The data collected by the S&P Global Commodity Insights website shows that in 2021 Russia exported 15.9 million tons of steel semi-finished products and 16.8 million tons of finished steel. Which means that the export volume has returned to the pre-Covid-19 level.

Poland on the front line

However, for the effectiveness of Western sanctions, the most important thing is the geographical structure of foreign sales markets. And here Poland has a very important role to play.

According to S&P Global data, our country is in the top five most important markets for Russian finished steel, next to Turkey, Kazakhstan, Belarus and Uzbekistan. In total, Russia sells half of its exports to these five countries.

Another European Union country that will surely stand next to Poland on the front line of sanctions is Belgium. It is the leading European market for Russian steel semi-finished products. Russians send as much as 70 percent of their goods to Belgium, Mexico, Taiwan, Turkey and Kazakhstan. of its exports in this segment.

Steel imports grew 

Was steel from Russia important for the Polish economy? Unfortunately, in recent years, Polish industry and construction have brought more and more of it.

Already in the above-mentioned report of the American administration, analysts of the Department of Commerce pointed to the sharp increase in steel sales to Poland between 2017 and 2018. Then, imports from Russia to Poland, increased by as much as 160 percent.

In 2021 it was not any better, which in turn is indicated by the information from the Central Statistical Office of Poland. According to official data, 1.4 million Russian steel and cast iron, worth 4.7 billion PLN, went to Poland. And it was twice as much as the year before.

Import from Russia accounted for about 10 percent. of all steel imports, and Russia was the second largest supplier to Polish companies, after Germany.

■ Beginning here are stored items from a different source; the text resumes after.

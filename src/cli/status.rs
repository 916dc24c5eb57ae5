//! Exit status of a batch run.
//!
//! Argument errors never get here: clap prints them and exits with 2.

use crate::error::WordCountError;
use std::io::Write;

pub const EXIT_SUCCESS: u8 = 0;
pub const EXIT_FAILURE: u8 = 1;

/// Report a failed run on `err` and return the process exit status
pub fn exit_status<W: Write>(result: &anyhow::Result<()>, err: &mut W) -> u8 {
    let Err(e) = result else {
        return EXIT_SUCCESS;
    };

    let message = match e.downcast_ref::<WordCountError>() {
        Some(e) => e.user_message(),
        None => format!("{:#}", e),
    };
    // Nowhere left to report to if stderr itself is gone
    let _ = writeln!(err, "Error: {}", message);

    EXIT_FAILURE
}
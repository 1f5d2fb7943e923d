//! Sound effects.
//!
//! [`FxPlayer`] picks and plays named sounds through a [`SoundBackend`]. It
//! knows nothing about game state; the session forwards the transitions that
//! should make noise. Every failure stops at this boundary: it is logged and
//! the caller carries on.

use log::{debug, warn};

use crate::config::FxConfig;
use crate::error::FxError;
use crate::rng::RandomSource;

mod recording;

pub use recording::{BackendCall, RecordingBackend};

#[derive(Clone, Copy, Debug, PartialEq, Eq, Hash)]
pub enum SoundId {
    Fart1,
    Fart2,
    Fart3,
    Fart4,
    RoundStart,
    RoundEnd,
    GameOver,
}

impl SoundId {
    pub const ALL: [SoundId; 7] = [
        SoundId::Fart1,
        SoundId::Fart2,
        SoundId::Fart3,
        SoundId::Fart4,
        SoundId::RoundStart,
        SoundId::RoundEnd,
        SoundId::GameOver,
    ];

    /// The interchangeable activation sounds, indexed by `variant_id % 4`.
    pub const ACTIVATION: [SoundId; 4] = [SoundId::Fart1, SoundId::Fart2, SoundId::Fart3, SoundId::Fart4];

    pub fn name(self) -> &'static str {
        match self {
            SoundId::Fart1 => "fart1",
            SoundId::Fart2 => "fart2",
            SoundId::Fart3 => "fart3",
            SoundId::Fart4 => "fart4",
            SoundId::RoundStart => "round_start",
            SoundId::RoundEnd => "round_end",
            SoundId::GameOver => "game_over",
        }
    }

    pub fn from_name(name: &str) -> Option<Self> {
        Self::ALL.into_iter().find(|id| id.name() == name)
    }

    pub fn file_name(self) -> String {
        format!("{}.mp3", self.name())
    }

    pub fn for_variant(variant_id: u32) -> Self {
        Self::ACTIVATION[(variant_id % 4) as usize]
    }
}

#[derive(Clone, Copy, Debug, Default, PartialEq)]
pub struct PlayOptions {
    pub volume: Option<f32>,
    pub looped: Option<bool>,
}

impl PlayOptions {
    pub fn volume(volume: f32) -> Self {
        Self {
            volume: Some(volume),
            looped: None,
        }
    }
}

/// Audio output used by [`FxPlayer`].
pub trait SoundBackend {
    fn load(&mut self, id: SoundId, url: &str) -> Result<(), FxError>;
    /// Restarts `id` from the beginning with the given overrides.
    fn play(&mut self, id: SoundId, options: PlayOptions) -> Result<(), FxError>;
    fn stop(&mut self, id: SoundId);
    fn release(&mut self, id: SoundId);

    /// Playbacks refused by autoplay policy after `play` returned, with the
    /// options they were started with. Other rejections (e.g. a pause
    /// interrupting playback) must not be reported here.
    fn take_rejected(&mut self) -> Vec<(SoundId, PlayOptions)> {
        Vec::new()
    }
}

pub struct FxPlayer {
    backend: Option<Box<dyn SoundBackend>>,
    config: FxConfig,
    rng: Box<dyn RandomSource>,
    loaded: Vec<SoundId>,
    muted: bool,
    // Playbacks refused by autoplay policy, retried once on the next user gesture.
    pending_retry: Vec<(SoundId, PlayOptions)>,
}

impl FxPlayer {
    pub fn new(backend: Box<dyn SoundBackend>, config: FxConfig, rng: Box<dyn RandomSource>) -> Self {
        Self {
            backend: Some(backend),
            config,
            rng,
            loaded: Vec::new(),
            muted: false,
            pending_retry: Vec::new(),
        }
    }

    pub fn is_muted(&self) -> bool {
        self.muted
    }

    pub fn is_disposed(&self) -> bool {
        self.backend.is_none()
    }

    pub fn is_loaded(&self, id: SoundId) -> bool {
        self.loaded.contains(&id)
    }

    /// Loads every sound, isolating failures per item. Returns how many loaded.
    pub fn preload(&mut self) -> usize {
        let Some(backend) = self.backend.as_mut() else {
            return 0;
        };
        for id in SoundId::ALL {
            if self.loaded.contains(&id) {
                continue;
            }
            let url = self.config.asset_url(&id.file_name());
            match backend.load(id, &url) {
                Ok(()) => self.loaded.push(id),
                Err(e) => warn!("{e}"),
            }
        }
        debug!("preloaded {}/{} sounds", self.loaded.len(), SoundId::ALL.len());
        self.loaded.len()
    }

    /// Plays the activation sound for a variant with a little volume jitter.
    pub fn play_activation(&mut self, variant_id: u32) {
        if self.muted || self.backend.is_none() {
            return;
        }
        let volume = self.config.jitter_min + self.rng.next_unit() * self.config.jitter_span;
        self.play(SoundId::for_variant(variant_id), PlayOptions::volume(volume));
    }

    pub fn play_named(&mut self, name: &str, options: PlayOptions) {
        match SoundId::from_name(name) {
            Some(id) => self.play(id, options),
            None => warn!("{}", FxError::UnknownSound(name.to_string())),
        }
    }

    pub fn play(&mut self, id: SoundId, options: PlayOptions) {
        if self.muted {
            return;
        }
        if !self.loaded.contains(&id) {
            warn!("sound {} not loaded", id.name());
            return;
        }
        let Some(backend) = self.backend.as_mut() else {
            return;
        };
        match backend.play(id, options) {
            Ok(()) => {}
            Err(FxError::Blocked(name)) => {
                warn!("playback of {name} blocked, will retry after next interaction");
                self.pending_retry.push((id, options));
            }
            Err(e) => warn!("{e}"),
        }
    }

    /// Retries playbacks the browser refused, once each. Call on user gestures.
    pub fn on_user_interaction(&mut self) {
        let Some(backend) = self.backend.as_mut() else {
            return;
        };
        let mut retries = std::mem::take(&mut self.pending_retry);
        retries.extend(backend.take_rejected());
        if self.muted {
            return;
        }
        for (id, options) in retries {
            if let Err(e) = backend.play(id, options) {
                warn!("retry failed: {e}");
            }
        }
    }

    pub fn set_muted(&mut self, muted: bool) {
        let was_muted = self.muted;
        self.muted = muted;
        if muted {
            self.stop_all();
        } else if was_muted {
            // Nothing plays while muted; anything rejected meanwhile was cut off by the mute.
            self.forget_retries();
        }
    }

    /// Flips the mute flag and returns the new value.
    pub fn toggle_muted(&mut self) -> bool {
        self.set_muted(!self.muted);
        self.muted
    }

    /// Stops every sound and forgets pending retries; a stopped sound never replays.
    pub fn stop_all(&mut self) {
        if let Some(backend) = self.backend.as_mut() {
            for id in &self.loaded {
                backend.stop(*id);
            }
        }
        self.forget_retries();
    }

    fn forget_retries(&mut self) {
        if let Some(backend) = self.backend.as_mut() {
            backend.take_rejected();
        }
        self.pending_retry.clear();
    }

    /// Stops and releases everything; the player is inert afterwards.
    pub fn dispose(&mut self) {
        self.stop_all();
        if let Some(mut backend) = self.backend.take() {
            for id in self.loaded.drain(..) {
                backend.release(id);
            }
        }
    }
}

The EU embargo must therefore cause tensions on the Polish market, the more so as it will coincide with another serious problem: the war may also stop steel imports from Ukraine. And this, in turn, is the third most important supplier: last year we imported about 1.4 million tonnes from our eastern neighbours.

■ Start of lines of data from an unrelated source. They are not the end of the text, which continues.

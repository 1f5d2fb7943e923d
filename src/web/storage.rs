// localStorage-backed high score.

use web_sys::{Storage, window};

use crate::error::StorageError;
use crate::round::ScoreStore;

pub const HIGH_SCORE_KEY: &str = "whoopee_chaos_high_score";

pub struct LocalStorageScoreStore {
    key: String,
}

impl LocalStorageScoreStore {
    pub fn new(key: impl Into<String>) -> Self {
        Self { key: key.into() }
    }
}

impl Default for LocalStorageScoreStore {
    fn default() -> Self {
        Self::new(HIGH_SCORE_KEY)
    }
}

fn storage() -> Result<Storage, StorageError> {
    window()
        .ok_or(StorageError::Unavailable)?
        .local_storage()
        .map_err(|e| StorageError::Read(format!("{e:?}")))?
        .ok_or(StorageError::Unavailable)
}

impl ScoreStore for LocalStorageScoreStore {
    fn load(&self) -> Result<u32, StorageError> {
        let raw = storage()?
            .get_item(&self.key)
            .map_err(|e| StorageError::Read(format!("{e:?}")))?;
        match raw {
            None => Ok(0),
            Some(s) => s.trim().parse::<u32>().map_err(|_| StorageError::Corrupt(s)),
        }
    }

    fn save(&mut self, score: u32) -> Result<(), StorageError> {
        storage()?
            .set_item(&self.key, &score.to_string())
            .map_err(|e| StorageError::Write(format!("{e:?}")))
    }
}
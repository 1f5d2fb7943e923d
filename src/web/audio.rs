// HTMLAudioElement sound backend.

use std::cell::RefCell;
use std::collections::HashMap;
use std::rc::Rc;

use log::{debug, warn};
use wasm_bindgen::JsCast;
use wasm_bindgen::prelude::*;
use wasm_bindgen_futures::JsFuture;
use web_sys::{DomException, Event, HtmlAudioElement};

use crate::error::FxError;
use crate::fx::{PlayOptions, SoundBackend, SoundId};

// Zero-length PCM clip swapped in when an asset fails to load.
const SILENT_WAV: &str =
    "data:audio/wav;base64,UklGRiQAAABXQVZFZm10IBAAAAABAAEARKwAAIhYAQACABAAZGF0YQAAAAA=";

struct LoadedSound {
    audio: HtmlAudioElement,
    on_error: Closure<dyn FnMut(Event)>,
}

#[derive(Default)]
pub struct HtmlAudioBackend {
    sounds: HashMap<SoundId, LoadedSound>,
    // Autoplay refusals reported after `play` has returned.
    rejected: Rc<RefCell<Vec<(SoundId, PlayOptions)>>>,
}

impl HtmlAudioBackend {
    pub fn new() -> Self {
        Self::default()
    }
}

impl SoundBackend for HtmlAudioBackend {
    fn load(&mut self, id: SoundId, url: &str) -> Result<(), FxError> {
        let load_err = |e: JsValue| FxError::Load {
            id: id.name(),
            reason: format!("{e:?}"),
        };
        let audio = HtmlAudioElement::new_with_src(url).map_err(load_err)?;
        audio.set_preload("auto");

        let fallback = audio.clone();
        let on_error = Closure::wrap(Box::new(move |_evt: Event| {
            if fallback.src() != SILENT_WAV {
                warn!("sound {} failed to load, substituting silence", id.name());
                fallback.set_src(SILENT_WAV);
            }
        }) as Box<dyn FnMut(Event)>);
        audio
            .add_event_listener_with_callback("error", on_error.as_ref().unchecked_ref())
            .map_err(load_err)?;

        if let Some(old) = self.sounds.insert(id, LoadedSound { audio, on_error }) {
            detach(&old);
        }
        Ok(())
    }

    fn play(&mut self, id: SoundId, options: PlayOptions) -> Result<(), FxError> {
        let sound = self
            .sounds
            .get(&id)
            .ok_or_else(|| FxError::UnknownSound(id.name().to_string()))?;
        let audio = &sound.audio;
        audio.set_current_time(0.0);
        if let Some(volume) = options.volume {
            audio.set_volume(volume.clamp(0.0, 1.0) as f64);
        }
        if let Some(looped) = options.looped {
            audio.set_loop(looped);
        }
        let promise = audio.play().map_err(|e| FxError::Playback {
            id: id.name(),
            reason: format!("{e:?}"),
        })?;
        let rejected = self.rejected.clone();
        wasm_bindgen_futures::spawn_local(async move {
            if let Err(e) = JsFuture::from(promise).await {
                if is_autoplay_refusal(&e) {
                    warn!("playback of {} blocked, will retry after next interaction", id.name());
                    rejected.borrow_mut().push((id, options));
                } else {
                    // AbortError from pause() or load(), or a decode failure.
                    debug!("playback of {} ended early: {e:?}", id.name());
                }
            }
        });
        Ok(())
    }

    fn stop(&mut self, id: SoundId) {
        if let Some(sound) = self.sounds.get(&id) {
            // pause() cannot throw for a plain media element; the Result is JS plumbing.
            let _ = sound.audio.pause();
            sound.audio.set_current_time(0.0);
        }
    }

    fn release(&mut self, id: SoundId) {
        if let Some(sound) = self.sounds.remove(&id) {
            let _ = sound.audio.pause();
            detach(&sound);
            sound.audio.remove_attribute("src").ok();
        }
    }

    fn take_rejected(&mut self) -> Vec<(SoundId, PlayOptions)> {
        std::mem::take(&mut *self.rejected.borrow_mut())
    }
}

fn is_autoplay_refusal(err: &JsValue) -> bool {
    err.dyn_ref::<DomException>()
        .is_some_and(|e| e.name() == "NotAllowedError")
}

fn detach(sound: &LoadedSound) {
    sound
        .audio
        .remove_event_listener_with_callback("error", sound.on_error.as_ref().unchecked_ref())
        .ok();
}
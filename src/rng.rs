//! Injectable randomness for variant picks, quote picks and volume jitter.

use rand::Rng;
use rand::SeedableRng;
use rand::rngs::StdRng;

/// Source of random choices used by target generation, quote lookup and the
/// effects player.
pub trait RandomSource {
    /// Uniform index in `0..len`. `len` is always at least 1.
    fn next_index(&mut self, len: usize) -> usize;

    /// Uniform value in `0.0..1.0`.
    fn next_unit(&mut self) -> f32;
}

impl RandomSource for StdRng {
    fn next_index(&mut self, len: usize) -> usize {
        self.gen_range(0..len.max(1))
    }

    fn next_unit(&mut self) -> f32 {
        self.gen_range(0.0..1.0)
    }
}

/// Entropy-seeded generator (browser `crypto.getRandomValues` on wasm32).
pub fn entropy() -> Box<dyn RandomSource> {
    Box::new(StdRng::from_entropy())
}

/// Replays a fixed list of draws, cycling when exhausted.
///
/// Index draws are reduced modulo the requested length so a script can be
/// reused across tables of different sizes. An empty script always yields 0.
#[derive(Debug, Clone, Default)]
pub struct ScriptedRandom {
    indices: Vec<usize>,
    units: Vec<f32>,
    next_idx: usize,
    next_unit: usize,
}

impl ScriptedRandom {
    pub fn new(indices: impl Into<Vec<usize>>) -> Self {
        Self {
            indices: indices.into(),
            ..Self::default()
        }
    }

    pub fn with_units(mut self, units: impl Into<Vec<f32>>) -> Self {
        self.units = units.into();
        self
    }
}

impl RandomSource for ScriptedRandom {
    fn next_index(&mut self, len: usize) -> usize {
        if self.indices.is_empty() || len == 0 {
            return 0;
        }
        let v = self.indices[self.next_idx % self.indices.len()];
        self.next_idx += 1;
        v % len
    }

    fn next_unit(&mut self) -> f32 {
        if self.units.is_empty() {
            return 0.0;
        }
        let v = self.units[self.next_unit % self.units.len()];
        self.next_unit += 1;
        v.clamp(0.0, 0.999_999)
    }
}

#[cfg(test)]
mod tests {
    use super::*;

    #[test]
    fn scripted_cycles_and_wraps_to_len() {
        let mut r = ScriptedRandom::new(vec![0, 4, 7]);
        assert_eq!(r.next_index(6), 0);
        assert_eq!(r.next_index(6), 4);
        assert_eq!(r.next_index(6), 1);
        assert_eq!(r.next_index(6), 0);
    }

    #[test]
    fn scripted_empty_is_zero() {
        let mut r = ScriptedRandom::default();
        assert_eq!(r.next_index(10), 0);
        assert_eq!(r.next_unit(), 0.0);
    }

    #[test]
    fn seeded_stays_in_range() {
        let mut r = StdRng::seed_from_u64(7);
        for _ in 0..200 {
            assert!(r.next_index(6) < 6);
            let u = r.next_unit();
            assert!((0.0..1.0).contains(&u));
        }
    }
}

In total, imports from Russia and Ukraine accounted for as much as 20 percent. steel imports to Poland. And it was purchasing abroad that was one of the most important sources of supply in the previous year for the rapidly growing construction industry and the industry waking up after the pandemic 2020.

“For every 1000 tons of products used by the economy, as many as 800 came from abroad. Every third tonne coming from abroad comes from outside the European Union (…) We have to ask ourselves whether the Polish economy is safe with such supply chains?” said  Stefan Dzienniak, President of the Metallurgical Chamber of Industry and Commerce, drew attention during last year’s European Economic Congress .

Steel prices will go up

The war in Ukraine and its economic consequences – including the sanctions imposed on Russia – will therefore have a direct impact not only on the situation on the oil and gas markets, but also on the steel markets.

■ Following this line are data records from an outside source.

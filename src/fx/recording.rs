// Headless sound backend.
//
// Records every call instead of producing audio. Useful for native hosts and
// for asserting what the player did; clones share one call log. Failures can
// be injected per sound to exercise the player's error paths.

use std::cell::RefCell;
use std::rc::Rc;

use super::{PlayOptions, SoundBackend, SoundId};
use crate::error::FxError;

#[derive(Clone, Debug, PartialEq)]
pub enum BackendCall {
    Load(SoundId, String),
    Play(SoundId, PlayOptions),
    Stop(SoundId),
    Release(SoundId),
}

#[derive(Debug, Default)]
struct Inner {
    calls: Vec<BackendCall>,
    failing_loads: Vec<SoundId>,
    blocked_plays: usize,
    rejected: Vec<(SoundId, PlayOptions)>,
}

#[derive(Clone, Debug, Default)]
pub struct RecordingBackend {
    inner: Rc<RefCell<Inner>>,
}

impl RecordingBackend {
    pub fn new() -> Self {
        Self::default()
    }

    /// Makes loading `id` fail.
    pub fn failing_load(self, id: SoundId) -> Self {
        self.inner.borrow_mut().failing_loads.push(id);
        self
    }

    /// Makes the next `n` plays fail as blocked by autoplay policy.
    pub fn blocking_first(self, n: usize) -> Self {
        self.inner.borrow_mut().blocked_plays = n;
        self
    }

    /// Queues an asynchronous autoplay rejection for a playback of `id`.
    pub fn reject(&self, id: SoundId, options: PlayOptions) {
        self.inner.borrow_mut().rejected.push((id, options));
    }

    pub fn calls(&self) -> Vec<BackendCall> {
        self.inner.borrow().calls.clone()
    }

    pub fn loads(&self) -> Vec<SoundId> {
        self.calls()
            .into_iter()
            .filter_map(|c| match c {
                BackendCall::Load(id, _) => Some(id),
                _ => None,
            })
            .collect()
    }

    /// Successful plays, in order.
    pub fn plays(&self) -> Vec<(SoundId, PlayOptions)> {
        self.calls()
            .into_iter()
            .filter_map(|c| match c {
                BackendCall::Play(id, opts) => Some((id, opts)),
                _ => None,
            })
            .collect()
    }

    pub fn stops(&self) -> Vec<SoundId> {
        self.calls()
            .into_iter()
            .filter_map(|c| match c {
                BackendCall::Stop(id) => Some(id),
                _ => None,
            })
            .collect()
    }

    pub fn releases(&self) -> Vec<SoundId> {
        self.calls()
            .into_iter()
            .filter_map(|c| match c {
                BackendCall::Release(id) => Some(id),
                _ => None,
            })
            .collect()
    }
}

impl SoundBackend for RecordingBackend {
    fn load(&mut self, id: SoundId, url: &str) -> Result<(), FxError> {
        let mut inner = self.inner.borrow_mut();
        inner.calls.push(BackendCall::Load(id, url.to_string()));
        if inner.failing_loads.contains(&id) {
            return Err(FxError::Load {
                id: id.name(),
                reason: "injected failure".into(),
            });
        }
        Ok(())
    }

    fn play(&mut self, id: SoundId, options: PlayOptions) -> Result<(), FxError> {
        let mut inner = self.inner.borrow_mut();
        if inner.blocked_plays > 0 {
            inner.blocked_plays -= 1;
            return Err(FxError::Blocked(id.name()));
        }
        inner.calls.push(BackendCall::Play(id, options));
        Ok(())
    }

    fn stop(&mut self, id: SoundId) {
        self.inner.borrow_mut().calls.push(BackendCall::Stop(id));
    }

    fn release(&mut self, id: SoundId) {
        self.inner.borrow_mut().calls.push(BackendCall::Release(id));
    }

    fn take_rejected(&mut self) -> Vec<(SoundId, PlayOptions)> {
        std::mem::take(&mut self.inner.borrow_mut().rejected)
    }
}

So, indirectly, also in industrial processing – for example, in the production of household appliances or in the automotive industry. And in construction. Even if there is no shortage of steel, because entrepreneurs will find other suppliers, it is likely that it will be more expensive.

Russian steel was distinguished by, among others, low price. Based on the data from the Central Statistical Office (GUS), it can be calculated that, on average, the tonne imported to Poland was the cheapest among the most important importers. Only the one bought from Belarus was cheaper.

Anyway, and without the embargo on Russia, world prices began to rise rapidly after the Russian invasion of Ukraine. Chinese steel is more expensive. According to data from China Global Commodity Insights, in the first ten days of the war, the increase was almost 12 percent.

Why? China is a world tycoon in terms of production volume, but it systematically reduces it. The official reason is the need to reduce CO2 emissions. In 2021, Chinese production fell by around 3%. and this trend is not expected to change. This means that it can be difficult to fill the losses of Russian (fifth in the world) and Ukrainian (fourteenth) steel.